(Stored entries)

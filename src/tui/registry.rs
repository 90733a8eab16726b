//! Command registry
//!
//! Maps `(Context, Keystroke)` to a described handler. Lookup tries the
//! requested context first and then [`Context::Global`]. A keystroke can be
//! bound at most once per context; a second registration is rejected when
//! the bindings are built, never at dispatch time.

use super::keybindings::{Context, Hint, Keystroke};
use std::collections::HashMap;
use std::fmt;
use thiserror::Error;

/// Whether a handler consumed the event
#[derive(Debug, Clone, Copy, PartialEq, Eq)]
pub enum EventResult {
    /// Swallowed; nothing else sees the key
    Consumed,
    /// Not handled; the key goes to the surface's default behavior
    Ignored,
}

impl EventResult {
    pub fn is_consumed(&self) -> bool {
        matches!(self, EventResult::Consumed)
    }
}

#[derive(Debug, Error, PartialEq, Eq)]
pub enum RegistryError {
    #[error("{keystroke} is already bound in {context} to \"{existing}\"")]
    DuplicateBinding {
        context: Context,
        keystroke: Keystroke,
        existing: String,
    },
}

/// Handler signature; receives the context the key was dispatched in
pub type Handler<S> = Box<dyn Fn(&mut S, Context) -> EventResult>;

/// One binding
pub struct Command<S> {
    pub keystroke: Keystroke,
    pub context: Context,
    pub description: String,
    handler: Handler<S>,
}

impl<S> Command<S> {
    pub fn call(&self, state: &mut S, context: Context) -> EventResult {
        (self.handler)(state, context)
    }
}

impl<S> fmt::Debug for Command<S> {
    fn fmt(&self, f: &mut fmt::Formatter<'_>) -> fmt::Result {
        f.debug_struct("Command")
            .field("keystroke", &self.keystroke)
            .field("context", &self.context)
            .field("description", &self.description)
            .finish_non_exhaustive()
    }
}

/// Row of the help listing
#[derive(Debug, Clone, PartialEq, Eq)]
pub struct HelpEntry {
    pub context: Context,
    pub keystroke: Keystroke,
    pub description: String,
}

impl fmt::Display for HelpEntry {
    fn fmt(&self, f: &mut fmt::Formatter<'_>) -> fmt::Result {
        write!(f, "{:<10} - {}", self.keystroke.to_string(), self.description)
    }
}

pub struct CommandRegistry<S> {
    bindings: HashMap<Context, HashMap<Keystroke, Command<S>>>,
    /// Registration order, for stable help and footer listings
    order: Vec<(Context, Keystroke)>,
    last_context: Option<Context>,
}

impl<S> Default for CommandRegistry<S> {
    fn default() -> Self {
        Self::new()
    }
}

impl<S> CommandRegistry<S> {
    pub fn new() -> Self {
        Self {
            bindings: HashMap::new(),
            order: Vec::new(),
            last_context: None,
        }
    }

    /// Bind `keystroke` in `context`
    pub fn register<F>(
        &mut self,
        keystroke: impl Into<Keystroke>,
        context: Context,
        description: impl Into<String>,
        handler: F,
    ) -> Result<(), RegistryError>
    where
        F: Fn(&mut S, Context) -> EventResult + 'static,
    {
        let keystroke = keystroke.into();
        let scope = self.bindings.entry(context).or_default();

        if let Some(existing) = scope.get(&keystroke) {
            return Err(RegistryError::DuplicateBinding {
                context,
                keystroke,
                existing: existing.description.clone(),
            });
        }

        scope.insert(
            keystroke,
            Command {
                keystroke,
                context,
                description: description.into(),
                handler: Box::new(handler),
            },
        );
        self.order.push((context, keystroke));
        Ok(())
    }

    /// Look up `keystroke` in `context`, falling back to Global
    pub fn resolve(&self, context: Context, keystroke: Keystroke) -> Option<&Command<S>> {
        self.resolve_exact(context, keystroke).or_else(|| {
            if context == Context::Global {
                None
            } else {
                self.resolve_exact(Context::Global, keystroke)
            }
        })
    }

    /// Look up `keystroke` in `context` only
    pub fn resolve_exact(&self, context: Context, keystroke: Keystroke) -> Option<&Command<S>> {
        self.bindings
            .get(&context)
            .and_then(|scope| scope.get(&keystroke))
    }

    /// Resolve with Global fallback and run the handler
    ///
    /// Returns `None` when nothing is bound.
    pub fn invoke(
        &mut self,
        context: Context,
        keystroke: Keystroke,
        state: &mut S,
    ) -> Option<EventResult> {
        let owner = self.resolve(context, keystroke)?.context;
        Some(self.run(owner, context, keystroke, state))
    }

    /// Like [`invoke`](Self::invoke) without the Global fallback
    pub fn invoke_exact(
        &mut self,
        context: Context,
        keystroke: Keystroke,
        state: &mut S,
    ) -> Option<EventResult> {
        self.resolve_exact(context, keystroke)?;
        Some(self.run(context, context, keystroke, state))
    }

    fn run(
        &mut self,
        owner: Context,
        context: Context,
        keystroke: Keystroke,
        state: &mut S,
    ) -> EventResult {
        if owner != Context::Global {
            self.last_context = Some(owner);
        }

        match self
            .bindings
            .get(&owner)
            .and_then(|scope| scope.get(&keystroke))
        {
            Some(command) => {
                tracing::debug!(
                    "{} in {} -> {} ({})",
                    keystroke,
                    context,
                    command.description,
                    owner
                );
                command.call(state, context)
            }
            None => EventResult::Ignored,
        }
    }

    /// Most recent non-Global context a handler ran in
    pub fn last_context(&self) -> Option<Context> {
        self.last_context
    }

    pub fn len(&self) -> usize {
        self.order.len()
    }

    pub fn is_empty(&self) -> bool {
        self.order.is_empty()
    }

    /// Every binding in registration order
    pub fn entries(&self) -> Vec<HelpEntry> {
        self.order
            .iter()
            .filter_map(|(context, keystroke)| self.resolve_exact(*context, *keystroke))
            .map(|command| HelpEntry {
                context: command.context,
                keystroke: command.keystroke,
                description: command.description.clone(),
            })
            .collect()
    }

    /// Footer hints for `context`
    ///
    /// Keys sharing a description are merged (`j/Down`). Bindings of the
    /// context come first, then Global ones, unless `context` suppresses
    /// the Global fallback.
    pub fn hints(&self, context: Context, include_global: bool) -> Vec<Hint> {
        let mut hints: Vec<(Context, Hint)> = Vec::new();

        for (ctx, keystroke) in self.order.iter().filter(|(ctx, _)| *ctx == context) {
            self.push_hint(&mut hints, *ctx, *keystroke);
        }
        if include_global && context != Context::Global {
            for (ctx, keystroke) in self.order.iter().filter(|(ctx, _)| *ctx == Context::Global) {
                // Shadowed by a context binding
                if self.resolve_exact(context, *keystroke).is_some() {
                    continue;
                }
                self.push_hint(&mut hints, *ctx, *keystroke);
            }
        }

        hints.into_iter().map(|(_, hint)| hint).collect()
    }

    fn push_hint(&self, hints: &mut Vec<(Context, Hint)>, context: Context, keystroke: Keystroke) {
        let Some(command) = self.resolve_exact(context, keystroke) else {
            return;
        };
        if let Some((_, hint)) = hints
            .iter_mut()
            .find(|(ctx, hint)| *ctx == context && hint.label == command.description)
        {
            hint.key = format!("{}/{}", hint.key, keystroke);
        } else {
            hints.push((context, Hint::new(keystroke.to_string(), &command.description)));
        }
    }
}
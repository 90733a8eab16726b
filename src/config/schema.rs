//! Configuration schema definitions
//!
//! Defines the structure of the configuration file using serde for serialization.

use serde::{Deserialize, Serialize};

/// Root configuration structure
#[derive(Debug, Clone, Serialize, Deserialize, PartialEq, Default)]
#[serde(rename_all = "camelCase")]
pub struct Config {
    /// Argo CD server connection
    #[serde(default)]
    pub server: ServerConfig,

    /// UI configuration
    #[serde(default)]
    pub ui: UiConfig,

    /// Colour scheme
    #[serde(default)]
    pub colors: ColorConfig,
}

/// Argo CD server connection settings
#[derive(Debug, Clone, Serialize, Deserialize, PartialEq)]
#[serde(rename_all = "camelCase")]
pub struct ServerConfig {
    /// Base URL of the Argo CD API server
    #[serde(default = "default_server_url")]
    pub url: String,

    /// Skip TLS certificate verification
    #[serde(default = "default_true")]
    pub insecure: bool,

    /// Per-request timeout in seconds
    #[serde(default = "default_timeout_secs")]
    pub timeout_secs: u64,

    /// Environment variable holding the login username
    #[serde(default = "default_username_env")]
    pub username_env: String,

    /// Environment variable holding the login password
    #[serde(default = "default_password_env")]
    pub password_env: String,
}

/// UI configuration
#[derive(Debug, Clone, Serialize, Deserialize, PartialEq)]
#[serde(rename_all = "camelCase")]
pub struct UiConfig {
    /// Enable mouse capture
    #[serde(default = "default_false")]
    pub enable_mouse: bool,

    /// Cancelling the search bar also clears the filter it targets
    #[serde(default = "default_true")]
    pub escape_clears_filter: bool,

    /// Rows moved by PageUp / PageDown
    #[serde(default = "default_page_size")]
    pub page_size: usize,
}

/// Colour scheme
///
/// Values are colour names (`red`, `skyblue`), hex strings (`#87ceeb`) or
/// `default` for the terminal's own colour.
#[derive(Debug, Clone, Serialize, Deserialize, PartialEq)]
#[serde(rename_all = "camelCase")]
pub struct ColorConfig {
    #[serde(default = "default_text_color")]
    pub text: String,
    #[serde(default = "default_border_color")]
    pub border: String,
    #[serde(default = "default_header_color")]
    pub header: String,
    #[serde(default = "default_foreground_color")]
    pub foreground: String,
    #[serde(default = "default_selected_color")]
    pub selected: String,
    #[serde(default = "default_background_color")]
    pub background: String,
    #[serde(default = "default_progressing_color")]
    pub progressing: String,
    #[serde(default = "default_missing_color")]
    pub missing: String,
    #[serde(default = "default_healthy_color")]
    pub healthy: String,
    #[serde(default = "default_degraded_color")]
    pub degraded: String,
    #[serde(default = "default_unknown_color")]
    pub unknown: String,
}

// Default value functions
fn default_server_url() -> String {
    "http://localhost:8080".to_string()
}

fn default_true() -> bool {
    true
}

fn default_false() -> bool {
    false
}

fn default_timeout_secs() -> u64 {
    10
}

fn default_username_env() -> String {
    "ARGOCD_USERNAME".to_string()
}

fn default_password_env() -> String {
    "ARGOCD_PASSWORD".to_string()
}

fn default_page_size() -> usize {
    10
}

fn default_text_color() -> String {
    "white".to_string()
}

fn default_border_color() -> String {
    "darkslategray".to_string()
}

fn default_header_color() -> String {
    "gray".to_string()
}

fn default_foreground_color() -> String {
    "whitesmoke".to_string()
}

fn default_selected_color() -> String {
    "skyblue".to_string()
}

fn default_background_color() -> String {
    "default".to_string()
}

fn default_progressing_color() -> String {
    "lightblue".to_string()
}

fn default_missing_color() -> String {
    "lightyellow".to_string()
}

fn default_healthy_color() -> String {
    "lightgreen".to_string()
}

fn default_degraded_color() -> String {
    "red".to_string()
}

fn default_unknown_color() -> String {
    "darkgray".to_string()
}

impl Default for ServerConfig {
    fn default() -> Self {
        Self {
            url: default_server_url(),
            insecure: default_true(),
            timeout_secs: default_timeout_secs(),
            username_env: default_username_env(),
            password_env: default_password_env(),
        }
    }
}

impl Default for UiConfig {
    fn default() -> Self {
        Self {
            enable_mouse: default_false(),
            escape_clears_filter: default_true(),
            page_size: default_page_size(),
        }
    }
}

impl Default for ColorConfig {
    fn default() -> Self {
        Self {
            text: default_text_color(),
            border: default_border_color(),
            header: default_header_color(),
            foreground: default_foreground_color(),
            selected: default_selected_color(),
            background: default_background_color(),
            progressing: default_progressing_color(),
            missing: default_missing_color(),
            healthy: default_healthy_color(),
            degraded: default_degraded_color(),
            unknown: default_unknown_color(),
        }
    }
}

* * *

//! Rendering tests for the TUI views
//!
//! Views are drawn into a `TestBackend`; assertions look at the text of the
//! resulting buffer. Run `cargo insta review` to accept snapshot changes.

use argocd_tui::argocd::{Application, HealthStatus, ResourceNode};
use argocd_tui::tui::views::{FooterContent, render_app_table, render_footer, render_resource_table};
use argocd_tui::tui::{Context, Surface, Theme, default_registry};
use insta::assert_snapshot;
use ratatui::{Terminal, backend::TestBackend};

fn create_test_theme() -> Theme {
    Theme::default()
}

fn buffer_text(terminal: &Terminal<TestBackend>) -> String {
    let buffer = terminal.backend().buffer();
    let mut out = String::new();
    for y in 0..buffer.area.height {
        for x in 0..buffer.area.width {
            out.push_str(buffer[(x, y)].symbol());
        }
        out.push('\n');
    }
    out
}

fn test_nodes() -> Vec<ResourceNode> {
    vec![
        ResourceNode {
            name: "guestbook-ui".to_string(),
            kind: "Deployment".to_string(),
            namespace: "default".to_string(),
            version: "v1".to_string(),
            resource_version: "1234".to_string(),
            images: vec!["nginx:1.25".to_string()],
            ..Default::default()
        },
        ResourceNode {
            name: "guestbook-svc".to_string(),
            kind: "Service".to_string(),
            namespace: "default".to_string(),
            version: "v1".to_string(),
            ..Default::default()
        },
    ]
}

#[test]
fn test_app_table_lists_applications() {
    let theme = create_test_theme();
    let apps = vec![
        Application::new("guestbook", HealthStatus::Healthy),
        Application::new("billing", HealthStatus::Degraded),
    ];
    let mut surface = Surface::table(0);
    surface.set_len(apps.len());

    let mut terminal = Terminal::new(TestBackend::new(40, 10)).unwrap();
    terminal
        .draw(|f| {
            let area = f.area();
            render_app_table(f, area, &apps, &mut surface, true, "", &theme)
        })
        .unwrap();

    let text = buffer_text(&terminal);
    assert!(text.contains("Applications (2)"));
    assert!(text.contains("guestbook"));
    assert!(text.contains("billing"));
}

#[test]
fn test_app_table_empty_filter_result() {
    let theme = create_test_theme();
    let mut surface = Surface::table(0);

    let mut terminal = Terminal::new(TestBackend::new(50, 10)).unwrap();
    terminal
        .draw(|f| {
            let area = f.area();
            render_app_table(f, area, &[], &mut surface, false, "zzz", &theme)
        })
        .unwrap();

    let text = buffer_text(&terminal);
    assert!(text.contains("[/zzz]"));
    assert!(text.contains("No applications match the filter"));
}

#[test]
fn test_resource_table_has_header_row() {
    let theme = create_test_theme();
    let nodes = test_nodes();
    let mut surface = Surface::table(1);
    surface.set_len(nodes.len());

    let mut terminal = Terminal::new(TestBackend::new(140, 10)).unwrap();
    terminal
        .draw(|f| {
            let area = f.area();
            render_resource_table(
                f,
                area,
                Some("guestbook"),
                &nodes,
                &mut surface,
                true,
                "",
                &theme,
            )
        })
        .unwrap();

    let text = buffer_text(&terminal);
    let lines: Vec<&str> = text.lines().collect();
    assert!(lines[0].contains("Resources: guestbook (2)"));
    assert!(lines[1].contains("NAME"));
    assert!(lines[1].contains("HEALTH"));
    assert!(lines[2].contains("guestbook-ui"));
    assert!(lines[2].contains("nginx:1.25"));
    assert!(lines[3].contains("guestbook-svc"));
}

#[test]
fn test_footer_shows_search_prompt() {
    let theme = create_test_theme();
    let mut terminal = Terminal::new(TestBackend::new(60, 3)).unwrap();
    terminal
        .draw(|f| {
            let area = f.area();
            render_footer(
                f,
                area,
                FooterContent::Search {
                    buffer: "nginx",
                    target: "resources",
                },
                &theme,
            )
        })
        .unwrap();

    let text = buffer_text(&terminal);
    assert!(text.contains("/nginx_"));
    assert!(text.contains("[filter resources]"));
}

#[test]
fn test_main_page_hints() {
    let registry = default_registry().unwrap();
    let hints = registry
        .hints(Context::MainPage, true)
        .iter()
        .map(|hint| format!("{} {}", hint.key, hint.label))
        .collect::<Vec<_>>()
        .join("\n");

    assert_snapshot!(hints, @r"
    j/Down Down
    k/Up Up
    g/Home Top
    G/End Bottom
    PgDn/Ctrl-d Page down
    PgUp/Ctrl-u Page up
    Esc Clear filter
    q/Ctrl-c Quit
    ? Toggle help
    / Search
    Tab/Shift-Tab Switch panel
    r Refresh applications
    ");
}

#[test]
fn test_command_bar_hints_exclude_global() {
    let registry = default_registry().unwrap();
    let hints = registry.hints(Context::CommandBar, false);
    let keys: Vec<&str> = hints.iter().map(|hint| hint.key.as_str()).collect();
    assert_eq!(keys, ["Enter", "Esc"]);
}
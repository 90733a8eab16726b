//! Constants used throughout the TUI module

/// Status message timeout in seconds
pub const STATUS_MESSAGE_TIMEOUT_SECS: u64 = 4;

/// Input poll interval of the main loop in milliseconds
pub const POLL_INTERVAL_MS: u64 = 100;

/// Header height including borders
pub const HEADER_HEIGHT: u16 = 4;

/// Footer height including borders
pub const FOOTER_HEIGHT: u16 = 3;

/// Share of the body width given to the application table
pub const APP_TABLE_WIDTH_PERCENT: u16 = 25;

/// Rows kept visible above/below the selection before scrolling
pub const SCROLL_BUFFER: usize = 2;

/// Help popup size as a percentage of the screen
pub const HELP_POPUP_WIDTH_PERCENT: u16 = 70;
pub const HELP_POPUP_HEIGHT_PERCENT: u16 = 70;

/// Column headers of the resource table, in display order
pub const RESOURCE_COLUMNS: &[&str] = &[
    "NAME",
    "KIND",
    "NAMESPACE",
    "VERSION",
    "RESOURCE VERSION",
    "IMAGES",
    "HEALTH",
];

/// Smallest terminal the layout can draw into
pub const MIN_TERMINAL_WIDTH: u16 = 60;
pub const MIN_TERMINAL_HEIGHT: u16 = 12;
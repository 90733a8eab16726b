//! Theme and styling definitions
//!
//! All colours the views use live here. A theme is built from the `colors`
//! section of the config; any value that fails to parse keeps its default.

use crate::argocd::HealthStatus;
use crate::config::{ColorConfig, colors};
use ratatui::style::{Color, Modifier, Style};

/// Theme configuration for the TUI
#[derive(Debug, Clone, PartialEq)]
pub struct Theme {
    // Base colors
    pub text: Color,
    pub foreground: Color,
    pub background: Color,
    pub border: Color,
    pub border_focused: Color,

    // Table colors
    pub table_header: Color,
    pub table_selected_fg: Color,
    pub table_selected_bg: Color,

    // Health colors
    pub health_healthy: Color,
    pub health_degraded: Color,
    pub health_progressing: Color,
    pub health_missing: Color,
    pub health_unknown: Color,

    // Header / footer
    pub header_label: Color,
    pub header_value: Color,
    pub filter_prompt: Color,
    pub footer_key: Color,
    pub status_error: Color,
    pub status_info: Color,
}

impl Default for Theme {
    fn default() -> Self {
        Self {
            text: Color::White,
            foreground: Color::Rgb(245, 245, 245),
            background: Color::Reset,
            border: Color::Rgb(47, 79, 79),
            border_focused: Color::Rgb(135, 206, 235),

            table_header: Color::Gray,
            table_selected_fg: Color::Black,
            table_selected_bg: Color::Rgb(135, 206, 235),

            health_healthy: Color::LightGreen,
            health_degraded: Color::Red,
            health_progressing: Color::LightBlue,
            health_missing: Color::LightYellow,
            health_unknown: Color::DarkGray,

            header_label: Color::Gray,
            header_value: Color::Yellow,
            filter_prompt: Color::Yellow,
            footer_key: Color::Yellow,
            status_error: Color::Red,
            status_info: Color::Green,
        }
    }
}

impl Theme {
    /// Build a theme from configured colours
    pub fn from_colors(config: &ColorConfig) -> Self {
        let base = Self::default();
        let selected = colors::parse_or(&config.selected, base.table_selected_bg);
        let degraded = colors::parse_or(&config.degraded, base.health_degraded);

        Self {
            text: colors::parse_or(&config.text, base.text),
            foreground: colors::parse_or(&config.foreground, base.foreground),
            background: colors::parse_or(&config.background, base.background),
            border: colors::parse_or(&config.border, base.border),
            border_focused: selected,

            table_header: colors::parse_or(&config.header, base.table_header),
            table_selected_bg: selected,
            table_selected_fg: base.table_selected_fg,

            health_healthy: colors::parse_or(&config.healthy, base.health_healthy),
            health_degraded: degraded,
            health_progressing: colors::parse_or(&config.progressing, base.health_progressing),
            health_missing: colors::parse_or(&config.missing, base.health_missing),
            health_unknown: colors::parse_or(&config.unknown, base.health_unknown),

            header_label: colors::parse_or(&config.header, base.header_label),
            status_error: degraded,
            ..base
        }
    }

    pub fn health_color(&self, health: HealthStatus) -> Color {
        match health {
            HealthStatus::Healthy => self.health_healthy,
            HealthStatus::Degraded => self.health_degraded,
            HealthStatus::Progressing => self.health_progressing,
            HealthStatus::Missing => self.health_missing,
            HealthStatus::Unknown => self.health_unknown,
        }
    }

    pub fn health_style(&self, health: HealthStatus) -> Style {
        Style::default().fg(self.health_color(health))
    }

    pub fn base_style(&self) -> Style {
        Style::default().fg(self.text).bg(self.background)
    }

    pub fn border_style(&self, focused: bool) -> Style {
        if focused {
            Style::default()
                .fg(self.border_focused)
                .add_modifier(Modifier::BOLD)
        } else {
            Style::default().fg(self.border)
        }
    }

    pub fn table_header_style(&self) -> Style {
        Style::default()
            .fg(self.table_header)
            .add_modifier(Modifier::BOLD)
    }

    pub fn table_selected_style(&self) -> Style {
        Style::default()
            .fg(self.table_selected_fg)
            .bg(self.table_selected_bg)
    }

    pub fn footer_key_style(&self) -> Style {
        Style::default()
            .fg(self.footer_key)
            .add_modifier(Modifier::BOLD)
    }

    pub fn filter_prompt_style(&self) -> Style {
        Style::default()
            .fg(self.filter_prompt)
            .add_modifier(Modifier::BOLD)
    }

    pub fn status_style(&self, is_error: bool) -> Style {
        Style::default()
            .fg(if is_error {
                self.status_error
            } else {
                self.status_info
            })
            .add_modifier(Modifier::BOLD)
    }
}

...

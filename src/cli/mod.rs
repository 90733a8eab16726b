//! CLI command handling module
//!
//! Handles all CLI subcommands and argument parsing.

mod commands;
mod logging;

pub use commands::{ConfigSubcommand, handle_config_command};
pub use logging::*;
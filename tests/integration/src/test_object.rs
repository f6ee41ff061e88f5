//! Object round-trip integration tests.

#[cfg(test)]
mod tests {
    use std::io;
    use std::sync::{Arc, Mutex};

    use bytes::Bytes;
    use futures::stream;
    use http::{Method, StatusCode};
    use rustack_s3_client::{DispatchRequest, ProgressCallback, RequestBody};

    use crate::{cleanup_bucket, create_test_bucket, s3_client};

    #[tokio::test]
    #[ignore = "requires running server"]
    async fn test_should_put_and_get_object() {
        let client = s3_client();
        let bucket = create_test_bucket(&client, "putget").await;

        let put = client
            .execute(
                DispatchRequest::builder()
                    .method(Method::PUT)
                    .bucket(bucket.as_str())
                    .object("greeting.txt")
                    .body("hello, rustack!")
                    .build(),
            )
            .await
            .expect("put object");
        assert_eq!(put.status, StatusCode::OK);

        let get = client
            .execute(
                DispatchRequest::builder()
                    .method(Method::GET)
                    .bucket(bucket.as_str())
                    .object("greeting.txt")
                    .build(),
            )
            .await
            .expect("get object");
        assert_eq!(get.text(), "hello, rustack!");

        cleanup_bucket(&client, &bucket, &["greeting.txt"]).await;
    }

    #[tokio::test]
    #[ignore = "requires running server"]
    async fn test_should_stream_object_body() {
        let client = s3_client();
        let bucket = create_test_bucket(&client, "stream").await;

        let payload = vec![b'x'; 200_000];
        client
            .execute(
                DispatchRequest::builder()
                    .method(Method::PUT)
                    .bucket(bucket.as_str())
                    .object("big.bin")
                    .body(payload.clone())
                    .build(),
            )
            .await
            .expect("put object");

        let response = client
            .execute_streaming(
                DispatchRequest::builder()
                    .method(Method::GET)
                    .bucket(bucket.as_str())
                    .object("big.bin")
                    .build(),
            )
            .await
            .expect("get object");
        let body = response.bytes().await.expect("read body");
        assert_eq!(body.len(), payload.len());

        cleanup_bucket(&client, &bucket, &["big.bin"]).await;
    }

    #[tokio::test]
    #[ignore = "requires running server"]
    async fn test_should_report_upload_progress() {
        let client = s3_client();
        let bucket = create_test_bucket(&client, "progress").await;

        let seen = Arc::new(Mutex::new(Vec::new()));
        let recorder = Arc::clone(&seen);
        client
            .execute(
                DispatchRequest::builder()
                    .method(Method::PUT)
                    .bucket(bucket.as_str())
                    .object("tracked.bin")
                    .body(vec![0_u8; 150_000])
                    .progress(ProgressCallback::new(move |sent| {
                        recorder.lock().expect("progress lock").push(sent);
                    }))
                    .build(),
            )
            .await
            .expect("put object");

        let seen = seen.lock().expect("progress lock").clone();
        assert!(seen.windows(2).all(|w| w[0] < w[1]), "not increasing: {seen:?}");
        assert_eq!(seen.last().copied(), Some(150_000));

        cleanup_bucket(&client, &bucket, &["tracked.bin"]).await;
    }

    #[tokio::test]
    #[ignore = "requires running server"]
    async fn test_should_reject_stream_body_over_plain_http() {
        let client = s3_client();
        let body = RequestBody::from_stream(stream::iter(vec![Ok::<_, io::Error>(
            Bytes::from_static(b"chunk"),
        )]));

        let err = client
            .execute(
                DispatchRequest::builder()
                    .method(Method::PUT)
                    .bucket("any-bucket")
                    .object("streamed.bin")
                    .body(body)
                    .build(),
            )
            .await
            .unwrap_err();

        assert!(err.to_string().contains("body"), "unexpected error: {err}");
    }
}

* [EXERCISE DETAILS] Scan the data for lines containing "bool" and copy all of them.

* [EXERCISE RESULT]
    pub fn is_consumed(&self) -> bool {
    pub fn is_empty(&self) -> bool {
    pub fn hints(&self, context: Context, include_global: bool) -> Vec<Hint> {
    pub insecure: bool,
    pub enable_mouse: bool,
    pub escape_clears_filter: bool,
fn default_true() -> bool {
fn default_false() -> bool {
    pub fn border_style(&self, focused: bool) -> Style {
    pub fn status_style(&self, is_error: bool) -> Style {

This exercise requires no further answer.